**TASK OBJECTIVE:** Return the listing word for word, as given.

**RECORDED INFORMATION:**
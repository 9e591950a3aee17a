//! Domain event contract.

use chrono::{DateTime, Utc};

use crate::id::AggregateId;

/// Identity-matching policy of a domain event.
///
/// The kernel (never individual handlers) checks this discriminant before
/// dispatch: a `NonCreational` event must target the aggregate's current id,
/// while a `Creational` event is exempt because it is the event that
/// establishes the identity in the first place.
#[derive(Debug, Copy, Clone, PartialEq, Eq)]
pub enum EventKind {
    Creational,
    NonCreational,
}

impl EventKind {
    pub fn is_creational(self) -> bool {
        matches!(self, EventKind::Creational)
    }
}

/// A domain event: an immutable record of something that happened to an
/// aggregate.
///
/// Events are:
/// - **immutable** (treat them as facts)
/// - **versioned** (schema evolution via `schema_version`)
/// - consumed exactly once by `apply`, then retained read-only in the
///   aggregate's change log
pub trait DomainEvent: Clone + core::fmt::Debug + Send + Sync + 'static {
    /// Identifier of the aggregate this event targets (or establishes).
    fn aggregate_id(&self) -> AggregateId;

    /// Identity-matching policy for this event.
    fn kind(&self) -> EventKind;

    /// Stable event name/type identifier (e.g. "catalog.item_added").
    fn event_type(&self) -> &'static str;

    /// Schema version for this event type.
    fn schema_version(&self) -> u32 {
        1
    }

    /// When the event occurred (business time).
    fn occurred_at(&self) -> DateTime<Utc>;
}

**EXERCISE RESULT:**
repository 9e591950a3aee17a
//! Domain event contract.

use chrono::{DateTime, Utc};

use crate::id::AggregateId;

/// Identity-matching policy of a domain event.
///
/// The kernel (never individual handlers) checks this discriminant before
/// dispatch: a `NonCreational` event must target the aggregate's current id,
/// while a `Creational` event is exempt because it is the event that
/// establishes the identity in the first place.
#[derive(Debug, Copy, Clone, PartialEq, Eq)]
pub enum EventKind {
    Creational,
    NonCreational,
}

impl EventKind {
    pub fn is_creational(self) -> bool {
        matches!(self, EventKind::Creational)
    }
}

/// A domain event: an immutable record of something that happened to an
/// aggregate.
///
/// Events are:
/// - **immutable** (treat them as facts)
/// - **versioned** (schema evolution via `schema_version`)
/// - consumed exactly once by `apply`, then retained read-only in the
///   aggregate's change log
pub trait DomainEvent: Clone + core::fmt::Debug + Send + Sync + 'static {
    /// Identifier of the aggregate this event targets (or establishes).
    fn aggregate_id(&self) -> AggregateId;

    /// Identity-matching policy for this event.
    fn kind(&self) -> EventKind;

    /// Stable event name/type identifier (e.g. "catalog.item_added").
    fn event_type(&self) -> &'static str;

    /// Schema version for this event type.
    fn schema_version(&self) -> u32 {
        1
    }

    /// When the event occurred (business time).
    fn occurred_at(&self) -> DateTime<Utc>;
}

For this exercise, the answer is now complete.